→ **Exercise details**
Search the listing for the word "bool" and return each line that contains it.

= Beginning of Section =

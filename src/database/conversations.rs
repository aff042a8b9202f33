// ABOUTME: Database operations for conversation history turns
// ABOUTME: Immutable inserts plus windowed and counted reads per (user, mode)
//
// SPDX-License-Identifier: MIT OR Apache-2.0
// Copyright (c) 2026 Echo Platform

use echo_core::models::ConversationMode;
use echo_core::{AppError, AppResult};
use serde::{Deserialize, Serialize};
use sqlx::{Row, SqlitePool};
use uuid::Uuid;

/// Database representation of one conversation turn
///
/// Turns are immutable once created; both user messages and generated
/// replies are stored in the same bucket, distinguished by
/// `is_user_message`.
#[derive(Debug, Clone, Serialize, Deserialize)]
pub struct TurnRecord {
    /// Unique turn ID
    pub id: String,
    /// User the turn belongs to
    pub user_id: String,
    /// Conversation mode bucket
    pub mode: String,
    /// Message text
    pub message: String,
    /// True for user-authored turns, false for generated replies
    pub is_user_message: bool,
    /// When the turn was created (ISO 8601)
    pub created_at: String,
}

fn row_to_turn(row: &sqlx::sqlite::SqliteRow) -> TurnRecord {
    TurnRecord {
        id: row.get("id"),
        user_id: row.get("user_id"),
        mode: row.get("mode"),
        message: row.get("message"),
        is_user_message: row.get("is_user_message"),
        created_at: row.get("created_at"),
    }
}

/// Conversation history database operations
pub struct ConversationManager {
    pool: SqlitePool,
}

impl ConversationManager {
    /// Create a new conversation manager
    #[must_use]
    pub const fn new(pool: SqlitePool) -> Self {
        Self { pool }
    }

    /// Persist one turn
    ///
    /// # Errors
    ///
    /// Returns an error if the database operation fails.
    pub async fn insert_turn(
        &self,
        user_id: &str,
        mode: ConversationMode,
        message: &str,
        is_user_message: bool,
    ) -> AppResult<TurnRecord> {
        let id = Uuid::new_v4().to_string();
        let now = chrono::Utc::now().to_rfc3339();

        sqlx::query(
            r"
            INSERT INTO conversation_history (id, user_id, mode, message, is_user_message, created_at)
            VALUES ($1, $2, $3, $4, $5, $6)
            ",
        )
        .bind(&id)
        .bind(user_id)
        .bind(mode.as_str())
        .bind(message)
        .bind(is_user_message)
        .bind(&now)
        .execute(&self.pool)
        .await
        .map_err(|e| AppError::database(format!("Failed to save conversation turn: {e}")))?;

        Ok(TurnRecord {
            id,
            user_id: user_id.to_owned(),
            mode: mode.as_str().to_owned(),
            message: message.to_owned(),
            is_user_message,
            created_at: now,
        })
    }

    /// Fetch the most recent turns for (user, mode), oldest first
    ///
    /// # Errors
    ///
    /// Returns an error if the database operation fails.
    pub async fn recent_turns(
        &self,
        user_id: &str,
        mode: ConversationMode,
        limit: i64,
    ) -> AppResult<Vec<TurnRecord>> {
        let rows = sqlx::query(
            r"
            SELECT id, user_id, mode, message, is_user_message, created_at
            FROM conversation_history
            WHERE user_id = $1 AND mode = $2
            ORDER BY created_at DESC
            LIMIT $3
            ",
        )
        .bind(user_id)
        .bind(mode.as_str())
        .bind(limit)
        .fetch_all(&self.pool)
        .await
        .map_err(|e| AppError::database(format!("Failed to load conversation history: {e}")))?;

        // Query returns newest-first; callers want chronological order.
        let mut turns: Vec<TurnRecord> = rows.iter().map(row_to_turn).collect();
        turns.reverse();
        Ok(turns)
    }

    /// Count turns for (user, mode)
    ///
    /// # Errors
    ///
    /// Returns an error if the database operation fails.
    pub async fn count_turns(&self, user_id: &str, mode: ConversationMode) -> AppResult<i64> {
        let row = sqlx::query(
            "SELECT COUNT(*) AS turn_count FROM conversation_history WHERE user_id = $1 AND mode = $2",
        )
        .bind(user_id)
        .bind(mode.as_str())
        .fetch_one(&self.pool)
        .await
        .map_err(|e| AppError::database(format!("Failed to count conversation turns: {e}")))?;

        Ok(row.get("turn_count"))
    }
}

= End of Section =

→ **Answer space**
    pub is_user_message: bool,
        is_user_message: bool,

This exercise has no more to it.